- _Aim of the task_:
All lines holding the word "marking" are to be copied from the records beneath.
Start of Provided material
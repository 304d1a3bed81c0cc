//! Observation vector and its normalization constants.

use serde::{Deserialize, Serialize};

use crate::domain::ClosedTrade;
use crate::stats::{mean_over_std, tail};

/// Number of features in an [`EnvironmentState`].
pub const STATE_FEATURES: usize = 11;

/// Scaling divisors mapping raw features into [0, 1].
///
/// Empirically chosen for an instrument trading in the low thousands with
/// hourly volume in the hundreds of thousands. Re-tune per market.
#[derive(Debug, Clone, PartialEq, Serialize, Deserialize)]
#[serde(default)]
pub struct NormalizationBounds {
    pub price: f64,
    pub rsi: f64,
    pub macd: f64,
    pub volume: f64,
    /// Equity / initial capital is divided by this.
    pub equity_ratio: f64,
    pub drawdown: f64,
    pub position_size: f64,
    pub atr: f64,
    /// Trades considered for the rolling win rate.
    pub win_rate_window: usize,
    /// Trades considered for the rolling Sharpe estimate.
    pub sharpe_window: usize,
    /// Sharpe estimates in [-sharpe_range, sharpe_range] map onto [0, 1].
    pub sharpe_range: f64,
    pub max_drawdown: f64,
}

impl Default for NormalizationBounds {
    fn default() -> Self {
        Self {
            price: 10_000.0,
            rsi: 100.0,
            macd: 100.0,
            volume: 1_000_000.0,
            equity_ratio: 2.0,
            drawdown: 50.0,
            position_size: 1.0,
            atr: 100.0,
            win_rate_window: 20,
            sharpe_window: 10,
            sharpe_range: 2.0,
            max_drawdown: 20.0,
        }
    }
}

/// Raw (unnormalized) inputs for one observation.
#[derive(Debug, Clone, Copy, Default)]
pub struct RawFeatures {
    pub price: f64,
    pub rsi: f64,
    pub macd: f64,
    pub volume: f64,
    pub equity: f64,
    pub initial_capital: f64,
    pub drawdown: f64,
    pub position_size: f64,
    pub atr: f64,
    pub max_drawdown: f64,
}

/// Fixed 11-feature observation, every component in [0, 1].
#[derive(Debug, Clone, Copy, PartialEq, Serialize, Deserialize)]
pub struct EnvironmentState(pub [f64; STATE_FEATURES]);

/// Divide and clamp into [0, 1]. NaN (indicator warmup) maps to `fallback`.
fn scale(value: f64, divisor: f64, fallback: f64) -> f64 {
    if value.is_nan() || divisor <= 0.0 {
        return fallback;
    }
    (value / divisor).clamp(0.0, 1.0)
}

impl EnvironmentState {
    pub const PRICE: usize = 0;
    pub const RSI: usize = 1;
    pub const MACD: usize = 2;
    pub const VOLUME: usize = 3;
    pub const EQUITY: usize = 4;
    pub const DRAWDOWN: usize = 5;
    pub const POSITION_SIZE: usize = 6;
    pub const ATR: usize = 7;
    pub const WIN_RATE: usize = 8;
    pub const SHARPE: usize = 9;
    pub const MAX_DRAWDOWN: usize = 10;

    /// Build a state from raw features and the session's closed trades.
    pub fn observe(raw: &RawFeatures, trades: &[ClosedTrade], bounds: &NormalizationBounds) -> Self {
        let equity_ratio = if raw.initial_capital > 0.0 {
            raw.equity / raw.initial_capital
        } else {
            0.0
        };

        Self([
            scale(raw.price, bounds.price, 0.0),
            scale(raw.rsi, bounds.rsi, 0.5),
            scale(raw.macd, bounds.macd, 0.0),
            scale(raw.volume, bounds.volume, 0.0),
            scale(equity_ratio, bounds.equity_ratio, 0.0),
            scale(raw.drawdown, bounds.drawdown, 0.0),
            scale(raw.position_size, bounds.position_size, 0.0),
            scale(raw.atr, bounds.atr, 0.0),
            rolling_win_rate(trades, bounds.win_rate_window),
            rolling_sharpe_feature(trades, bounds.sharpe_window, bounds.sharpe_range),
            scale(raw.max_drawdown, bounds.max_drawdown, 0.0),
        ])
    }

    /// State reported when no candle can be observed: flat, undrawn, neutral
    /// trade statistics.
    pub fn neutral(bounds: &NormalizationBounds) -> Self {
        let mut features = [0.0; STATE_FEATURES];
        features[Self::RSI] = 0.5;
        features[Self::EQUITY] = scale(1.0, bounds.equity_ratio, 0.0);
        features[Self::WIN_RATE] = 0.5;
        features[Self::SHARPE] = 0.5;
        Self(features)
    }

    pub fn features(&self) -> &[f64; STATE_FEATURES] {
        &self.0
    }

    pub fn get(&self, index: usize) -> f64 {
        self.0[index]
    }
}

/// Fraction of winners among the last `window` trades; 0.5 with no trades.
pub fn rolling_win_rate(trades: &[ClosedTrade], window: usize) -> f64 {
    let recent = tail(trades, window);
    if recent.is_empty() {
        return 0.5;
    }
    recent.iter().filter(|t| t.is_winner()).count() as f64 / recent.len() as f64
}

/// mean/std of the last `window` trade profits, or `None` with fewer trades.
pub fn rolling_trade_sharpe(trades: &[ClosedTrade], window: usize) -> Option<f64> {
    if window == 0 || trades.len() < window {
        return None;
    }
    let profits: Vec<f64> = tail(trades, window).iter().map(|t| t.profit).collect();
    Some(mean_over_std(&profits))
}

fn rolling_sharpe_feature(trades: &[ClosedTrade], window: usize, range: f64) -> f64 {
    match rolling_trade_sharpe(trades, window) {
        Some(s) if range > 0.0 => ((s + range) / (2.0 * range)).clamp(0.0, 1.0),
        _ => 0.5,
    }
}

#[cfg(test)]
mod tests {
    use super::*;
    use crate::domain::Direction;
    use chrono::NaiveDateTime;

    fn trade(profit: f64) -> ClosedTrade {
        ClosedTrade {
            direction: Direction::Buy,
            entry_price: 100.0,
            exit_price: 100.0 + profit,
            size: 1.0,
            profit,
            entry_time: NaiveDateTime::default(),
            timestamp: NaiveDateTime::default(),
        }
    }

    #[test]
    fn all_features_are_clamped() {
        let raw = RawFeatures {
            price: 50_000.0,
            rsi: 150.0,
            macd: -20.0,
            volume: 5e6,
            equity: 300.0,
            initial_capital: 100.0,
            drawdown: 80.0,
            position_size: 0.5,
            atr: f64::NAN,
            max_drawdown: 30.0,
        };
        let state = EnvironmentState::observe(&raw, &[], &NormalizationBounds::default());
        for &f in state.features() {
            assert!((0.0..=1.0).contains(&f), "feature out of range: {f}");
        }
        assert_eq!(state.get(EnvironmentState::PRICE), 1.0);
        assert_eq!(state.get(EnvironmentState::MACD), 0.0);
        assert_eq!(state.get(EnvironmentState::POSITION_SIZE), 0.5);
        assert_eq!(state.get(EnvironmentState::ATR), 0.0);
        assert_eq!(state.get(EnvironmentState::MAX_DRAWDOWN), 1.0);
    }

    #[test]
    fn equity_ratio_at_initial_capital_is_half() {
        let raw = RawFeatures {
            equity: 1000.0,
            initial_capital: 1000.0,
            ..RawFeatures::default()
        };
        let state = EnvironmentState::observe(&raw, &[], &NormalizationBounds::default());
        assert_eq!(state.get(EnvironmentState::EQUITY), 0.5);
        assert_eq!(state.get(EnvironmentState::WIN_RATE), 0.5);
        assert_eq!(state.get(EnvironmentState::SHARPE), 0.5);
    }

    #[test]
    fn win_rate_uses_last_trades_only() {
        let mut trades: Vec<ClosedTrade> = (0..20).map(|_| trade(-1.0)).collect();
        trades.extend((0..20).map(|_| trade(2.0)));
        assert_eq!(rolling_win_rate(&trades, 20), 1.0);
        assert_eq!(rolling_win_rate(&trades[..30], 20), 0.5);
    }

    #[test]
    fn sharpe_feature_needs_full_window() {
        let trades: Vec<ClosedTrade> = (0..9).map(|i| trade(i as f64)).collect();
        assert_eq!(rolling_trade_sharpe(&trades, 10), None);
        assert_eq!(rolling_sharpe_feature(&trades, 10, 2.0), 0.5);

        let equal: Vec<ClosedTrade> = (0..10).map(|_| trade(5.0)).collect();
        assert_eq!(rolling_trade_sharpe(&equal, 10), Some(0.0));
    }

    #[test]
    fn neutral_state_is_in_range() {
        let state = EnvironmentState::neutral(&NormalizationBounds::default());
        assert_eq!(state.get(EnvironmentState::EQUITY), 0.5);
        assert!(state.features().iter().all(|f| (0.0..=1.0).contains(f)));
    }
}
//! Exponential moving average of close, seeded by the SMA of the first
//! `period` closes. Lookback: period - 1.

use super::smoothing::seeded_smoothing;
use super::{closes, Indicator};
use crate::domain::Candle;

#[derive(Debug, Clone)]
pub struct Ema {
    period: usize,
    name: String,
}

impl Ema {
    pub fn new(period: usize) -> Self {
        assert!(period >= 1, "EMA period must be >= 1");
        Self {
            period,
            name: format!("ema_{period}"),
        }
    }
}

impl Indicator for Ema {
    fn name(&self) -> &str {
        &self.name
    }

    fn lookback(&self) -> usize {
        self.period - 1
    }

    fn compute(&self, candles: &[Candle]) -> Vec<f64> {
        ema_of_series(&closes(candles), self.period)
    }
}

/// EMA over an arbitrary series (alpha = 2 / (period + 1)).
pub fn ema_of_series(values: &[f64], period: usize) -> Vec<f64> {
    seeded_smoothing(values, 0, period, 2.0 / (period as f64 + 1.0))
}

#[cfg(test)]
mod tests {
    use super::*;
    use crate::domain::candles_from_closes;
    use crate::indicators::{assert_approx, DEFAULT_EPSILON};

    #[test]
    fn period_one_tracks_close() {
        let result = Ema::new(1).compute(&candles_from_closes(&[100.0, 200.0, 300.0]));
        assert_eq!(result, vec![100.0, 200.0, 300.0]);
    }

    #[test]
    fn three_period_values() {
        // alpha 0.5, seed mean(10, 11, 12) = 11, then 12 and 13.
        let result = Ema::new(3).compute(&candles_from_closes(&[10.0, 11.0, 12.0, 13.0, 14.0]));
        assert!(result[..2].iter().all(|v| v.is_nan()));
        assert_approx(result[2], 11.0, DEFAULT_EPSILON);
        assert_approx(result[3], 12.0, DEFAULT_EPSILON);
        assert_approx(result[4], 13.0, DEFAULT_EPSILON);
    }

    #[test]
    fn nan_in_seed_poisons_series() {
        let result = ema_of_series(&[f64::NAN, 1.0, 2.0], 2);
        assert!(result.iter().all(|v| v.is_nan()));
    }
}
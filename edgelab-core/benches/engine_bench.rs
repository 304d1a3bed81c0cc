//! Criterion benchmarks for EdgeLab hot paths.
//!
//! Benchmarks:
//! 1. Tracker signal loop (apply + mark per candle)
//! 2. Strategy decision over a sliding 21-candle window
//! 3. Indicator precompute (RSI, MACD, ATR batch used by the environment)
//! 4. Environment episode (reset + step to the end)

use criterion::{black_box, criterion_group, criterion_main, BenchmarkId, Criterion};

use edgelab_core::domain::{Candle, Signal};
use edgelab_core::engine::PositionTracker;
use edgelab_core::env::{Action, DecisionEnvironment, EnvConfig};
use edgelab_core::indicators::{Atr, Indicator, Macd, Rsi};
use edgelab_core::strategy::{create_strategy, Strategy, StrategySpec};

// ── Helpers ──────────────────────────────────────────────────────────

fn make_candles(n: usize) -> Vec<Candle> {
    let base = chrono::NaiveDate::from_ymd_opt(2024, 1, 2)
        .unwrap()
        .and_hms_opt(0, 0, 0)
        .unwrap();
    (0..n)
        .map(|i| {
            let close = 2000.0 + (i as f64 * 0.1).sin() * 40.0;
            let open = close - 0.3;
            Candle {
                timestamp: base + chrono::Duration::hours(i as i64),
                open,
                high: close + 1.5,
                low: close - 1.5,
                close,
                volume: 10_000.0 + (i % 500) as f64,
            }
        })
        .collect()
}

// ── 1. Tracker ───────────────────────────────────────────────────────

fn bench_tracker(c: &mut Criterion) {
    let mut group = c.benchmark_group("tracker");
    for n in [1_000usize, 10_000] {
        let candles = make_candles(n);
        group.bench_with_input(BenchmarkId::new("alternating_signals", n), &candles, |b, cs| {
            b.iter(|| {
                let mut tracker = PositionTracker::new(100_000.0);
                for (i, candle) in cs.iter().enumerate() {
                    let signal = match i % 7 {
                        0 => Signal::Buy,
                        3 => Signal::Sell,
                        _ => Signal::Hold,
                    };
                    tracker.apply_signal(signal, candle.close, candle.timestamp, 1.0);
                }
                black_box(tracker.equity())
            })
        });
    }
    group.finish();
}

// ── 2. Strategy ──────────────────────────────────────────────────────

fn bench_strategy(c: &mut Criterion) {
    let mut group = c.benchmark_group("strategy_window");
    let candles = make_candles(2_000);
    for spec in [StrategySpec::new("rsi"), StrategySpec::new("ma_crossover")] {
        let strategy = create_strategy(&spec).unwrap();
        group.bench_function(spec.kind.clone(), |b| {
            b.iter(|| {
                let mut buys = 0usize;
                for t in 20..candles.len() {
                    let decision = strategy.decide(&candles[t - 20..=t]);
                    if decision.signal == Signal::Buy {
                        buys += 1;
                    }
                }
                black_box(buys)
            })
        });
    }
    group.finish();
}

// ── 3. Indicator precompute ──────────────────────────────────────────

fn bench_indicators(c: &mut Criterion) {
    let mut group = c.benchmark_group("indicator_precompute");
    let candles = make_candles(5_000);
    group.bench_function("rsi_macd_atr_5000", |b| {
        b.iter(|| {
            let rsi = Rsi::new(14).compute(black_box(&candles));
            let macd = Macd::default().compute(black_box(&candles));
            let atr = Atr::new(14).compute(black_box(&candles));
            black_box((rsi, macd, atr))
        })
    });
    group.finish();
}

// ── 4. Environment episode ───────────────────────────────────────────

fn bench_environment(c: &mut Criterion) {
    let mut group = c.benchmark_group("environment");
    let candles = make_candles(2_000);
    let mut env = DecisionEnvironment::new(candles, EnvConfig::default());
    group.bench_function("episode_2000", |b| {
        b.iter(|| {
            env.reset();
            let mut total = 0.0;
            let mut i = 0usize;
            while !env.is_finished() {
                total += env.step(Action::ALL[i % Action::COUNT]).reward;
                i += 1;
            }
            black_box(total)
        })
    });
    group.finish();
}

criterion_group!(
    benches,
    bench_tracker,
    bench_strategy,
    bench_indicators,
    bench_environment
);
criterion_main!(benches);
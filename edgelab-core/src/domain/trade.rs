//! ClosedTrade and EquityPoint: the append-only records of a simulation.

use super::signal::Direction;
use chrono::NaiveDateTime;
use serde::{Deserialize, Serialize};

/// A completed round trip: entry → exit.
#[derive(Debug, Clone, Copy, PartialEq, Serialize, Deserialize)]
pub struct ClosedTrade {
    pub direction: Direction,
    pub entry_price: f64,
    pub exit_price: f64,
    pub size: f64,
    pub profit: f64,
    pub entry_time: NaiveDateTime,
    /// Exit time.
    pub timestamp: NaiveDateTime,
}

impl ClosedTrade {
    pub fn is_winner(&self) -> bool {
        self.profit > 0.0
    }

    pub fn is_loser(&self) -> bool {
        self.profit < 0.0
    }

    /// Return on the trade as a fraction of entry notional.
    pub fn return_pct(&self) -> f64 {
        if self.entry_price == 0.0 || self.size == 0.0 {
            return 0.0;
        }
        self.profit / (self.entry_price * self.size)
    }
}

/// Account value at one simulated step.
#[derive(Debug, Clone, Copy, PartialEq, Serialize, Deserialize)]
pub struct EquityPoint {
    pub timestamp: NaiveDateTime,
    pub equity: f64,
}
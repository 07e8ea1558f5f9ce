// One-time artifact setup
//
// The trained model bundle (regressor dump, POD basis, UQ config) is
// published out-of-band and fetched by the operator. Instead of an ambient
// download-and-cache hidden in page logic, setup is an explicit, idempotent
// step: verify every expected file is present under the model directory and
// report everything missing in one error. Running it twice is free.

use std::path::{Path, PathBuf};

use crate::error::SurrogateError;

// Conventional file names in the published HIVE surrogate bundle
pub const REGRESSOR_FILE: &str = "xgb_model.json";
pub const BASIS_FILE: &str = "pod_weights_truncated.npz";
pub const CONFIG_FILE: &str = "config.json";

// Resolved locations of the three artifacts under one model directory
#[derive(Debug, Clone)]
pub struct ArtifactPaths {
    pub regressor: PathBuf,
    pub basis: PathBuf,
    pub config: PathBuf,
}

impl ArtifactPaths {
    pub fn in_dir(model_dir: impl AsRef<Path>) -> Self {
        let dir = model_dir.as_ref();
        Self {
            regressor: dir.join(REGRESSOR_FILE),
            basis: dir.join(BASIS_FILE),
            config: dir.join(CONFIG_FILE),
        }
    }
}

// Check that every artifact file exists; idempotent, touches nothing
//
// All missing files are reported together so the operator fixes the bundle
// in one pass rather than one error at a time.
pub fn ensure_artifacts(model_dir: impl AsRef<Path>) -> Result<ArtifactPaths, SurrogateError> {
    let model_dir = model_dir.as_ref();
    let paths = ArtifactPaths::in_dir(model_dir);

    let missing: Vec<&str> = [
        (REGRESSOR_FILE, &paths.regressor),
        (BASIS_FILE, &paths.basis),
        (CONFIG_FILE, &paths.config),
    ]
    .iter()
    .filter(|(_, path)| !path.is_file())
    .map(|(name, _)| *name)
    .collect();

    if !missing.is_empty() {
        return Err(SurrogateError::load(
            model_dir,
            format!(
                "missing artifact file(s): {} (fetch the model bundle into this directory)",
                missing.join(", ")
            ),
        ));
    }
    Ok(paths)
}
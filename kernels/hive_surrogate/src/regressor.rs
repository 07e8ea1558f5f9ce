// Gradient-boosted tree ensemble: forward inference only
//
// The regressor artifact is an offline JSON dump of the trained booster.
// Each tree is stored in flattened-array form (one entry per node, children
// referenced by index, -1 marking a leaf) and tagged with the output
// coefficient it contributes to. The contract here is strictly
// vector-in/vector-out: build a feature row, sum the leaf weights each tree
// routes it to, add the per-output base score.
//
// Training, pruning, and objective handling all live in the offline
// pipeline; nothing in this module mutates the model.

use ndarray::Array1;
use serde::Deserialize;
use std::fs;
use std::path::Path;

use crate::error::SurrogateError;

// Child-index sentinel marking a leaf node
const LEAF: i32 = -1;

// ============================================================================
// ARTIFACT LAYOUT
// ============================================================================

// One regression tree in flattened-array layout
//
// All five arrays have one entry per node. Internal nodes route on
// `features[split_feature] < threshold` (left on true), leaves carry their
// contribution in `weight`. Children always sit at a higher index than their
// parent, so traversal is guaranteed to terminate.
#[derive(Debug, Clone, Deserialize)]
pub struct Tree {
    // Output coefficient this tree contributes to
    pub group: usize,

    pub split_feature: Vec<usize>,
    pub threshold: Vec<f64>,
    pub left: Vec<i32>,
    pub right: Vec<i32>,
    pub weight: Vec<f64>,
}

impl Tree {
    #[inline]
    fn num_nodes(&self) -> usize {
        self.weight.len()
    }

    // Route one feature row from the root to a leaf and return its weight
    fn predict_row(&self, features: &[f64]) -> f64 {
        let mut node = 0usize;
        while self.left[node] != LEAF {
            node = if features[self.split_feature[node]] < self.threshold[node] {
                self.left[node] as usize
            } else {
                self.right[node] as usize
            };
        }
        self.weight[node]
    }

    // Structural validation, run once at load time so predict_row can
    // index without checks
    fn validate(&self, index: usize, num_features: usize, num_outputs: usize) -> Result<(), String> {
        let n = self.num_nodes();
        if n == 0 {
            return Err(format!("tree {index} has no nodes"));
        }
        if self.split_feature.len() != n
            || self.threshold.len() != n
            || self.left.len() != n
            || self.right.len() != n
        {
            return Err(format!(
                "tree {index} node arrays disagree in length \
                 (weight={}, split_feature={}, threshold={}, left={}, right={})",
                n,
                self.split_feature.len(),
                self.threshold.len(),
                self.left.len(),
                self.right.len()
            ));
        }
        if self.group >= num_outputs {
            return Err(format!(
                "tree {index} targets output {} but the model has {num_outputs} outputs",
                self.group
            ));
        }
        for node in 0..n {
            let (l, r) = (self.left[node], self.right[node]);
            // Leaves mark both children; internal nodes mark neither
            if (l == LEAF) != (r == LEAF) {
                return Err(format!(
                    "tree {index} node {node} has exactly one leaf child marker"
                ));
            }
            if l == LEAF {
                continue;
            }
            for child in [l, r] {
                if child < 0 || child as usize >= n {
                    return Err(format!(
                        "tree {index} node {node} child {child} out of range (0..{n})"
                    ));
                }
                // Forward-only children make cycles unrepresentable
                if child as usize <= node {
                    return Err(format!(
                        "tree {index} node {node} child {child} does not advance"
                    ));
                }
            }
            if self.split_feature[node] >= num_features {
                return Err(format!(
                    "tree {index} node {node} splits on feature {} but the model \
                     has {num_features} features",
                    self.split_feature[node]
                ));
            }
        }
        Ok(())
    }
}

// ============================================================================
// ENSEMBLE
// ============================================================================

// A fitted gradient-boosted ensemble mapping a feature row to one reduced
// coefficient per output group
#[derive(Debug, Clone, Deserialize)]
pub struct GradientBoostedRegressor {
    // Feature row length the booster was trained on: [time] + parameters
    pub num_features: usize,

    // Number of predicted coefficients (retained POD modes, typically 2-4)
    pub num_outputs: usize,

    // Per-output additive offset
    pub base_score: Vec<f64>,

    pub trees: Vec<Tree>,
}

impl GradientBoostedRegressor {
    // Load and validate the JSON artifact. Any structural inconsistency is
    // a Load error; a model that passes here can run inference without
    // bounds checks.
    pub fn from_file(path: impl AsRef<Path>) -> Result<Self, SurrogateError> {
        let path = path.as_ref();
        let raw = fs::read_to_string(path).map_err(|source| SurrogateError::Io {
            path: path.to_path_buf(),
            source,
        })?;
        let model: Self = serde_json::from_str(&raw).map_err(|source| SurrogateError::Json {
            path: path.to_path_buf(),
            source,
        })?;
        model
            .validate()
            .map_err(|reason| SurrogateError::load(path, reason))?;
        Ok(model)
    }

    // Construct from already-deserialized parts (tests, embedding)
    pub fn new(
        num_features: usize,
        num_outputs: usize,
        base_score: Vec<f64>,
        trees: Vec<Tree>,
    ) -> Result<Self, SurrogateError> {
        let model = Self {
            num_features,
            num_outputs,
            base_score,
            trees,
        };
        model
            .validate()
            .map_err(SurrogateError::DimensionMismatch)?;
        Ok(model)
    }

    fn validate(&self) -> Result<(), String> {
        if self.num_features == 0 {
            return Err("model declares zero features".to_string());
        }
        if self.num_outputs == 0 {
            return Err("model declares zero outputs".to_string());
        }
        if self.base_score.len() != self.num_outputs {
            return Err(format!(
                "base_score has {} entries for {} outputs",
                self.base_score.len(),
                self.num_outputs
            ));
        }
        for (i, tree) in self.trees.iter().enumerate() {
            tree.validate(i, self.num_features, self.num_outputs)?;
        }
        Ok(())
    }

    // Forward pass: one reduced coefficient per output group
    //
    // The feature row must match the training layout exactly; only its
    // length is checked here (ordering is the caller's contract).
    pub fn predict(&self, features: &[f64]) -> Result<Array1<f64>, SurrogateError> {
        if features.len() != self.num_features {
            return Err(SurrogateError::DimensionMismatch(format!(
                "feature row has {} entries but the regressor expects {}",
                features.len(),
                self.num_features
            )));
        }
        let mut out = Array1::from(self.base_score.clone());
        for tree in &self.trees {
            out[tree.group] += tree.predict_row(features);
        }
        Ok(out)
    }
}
End of Provided material
- _Your solution_:
// referenced by index, -1 marking a leaf) and tagged with the output
// Child-index sentinel marking a leaf node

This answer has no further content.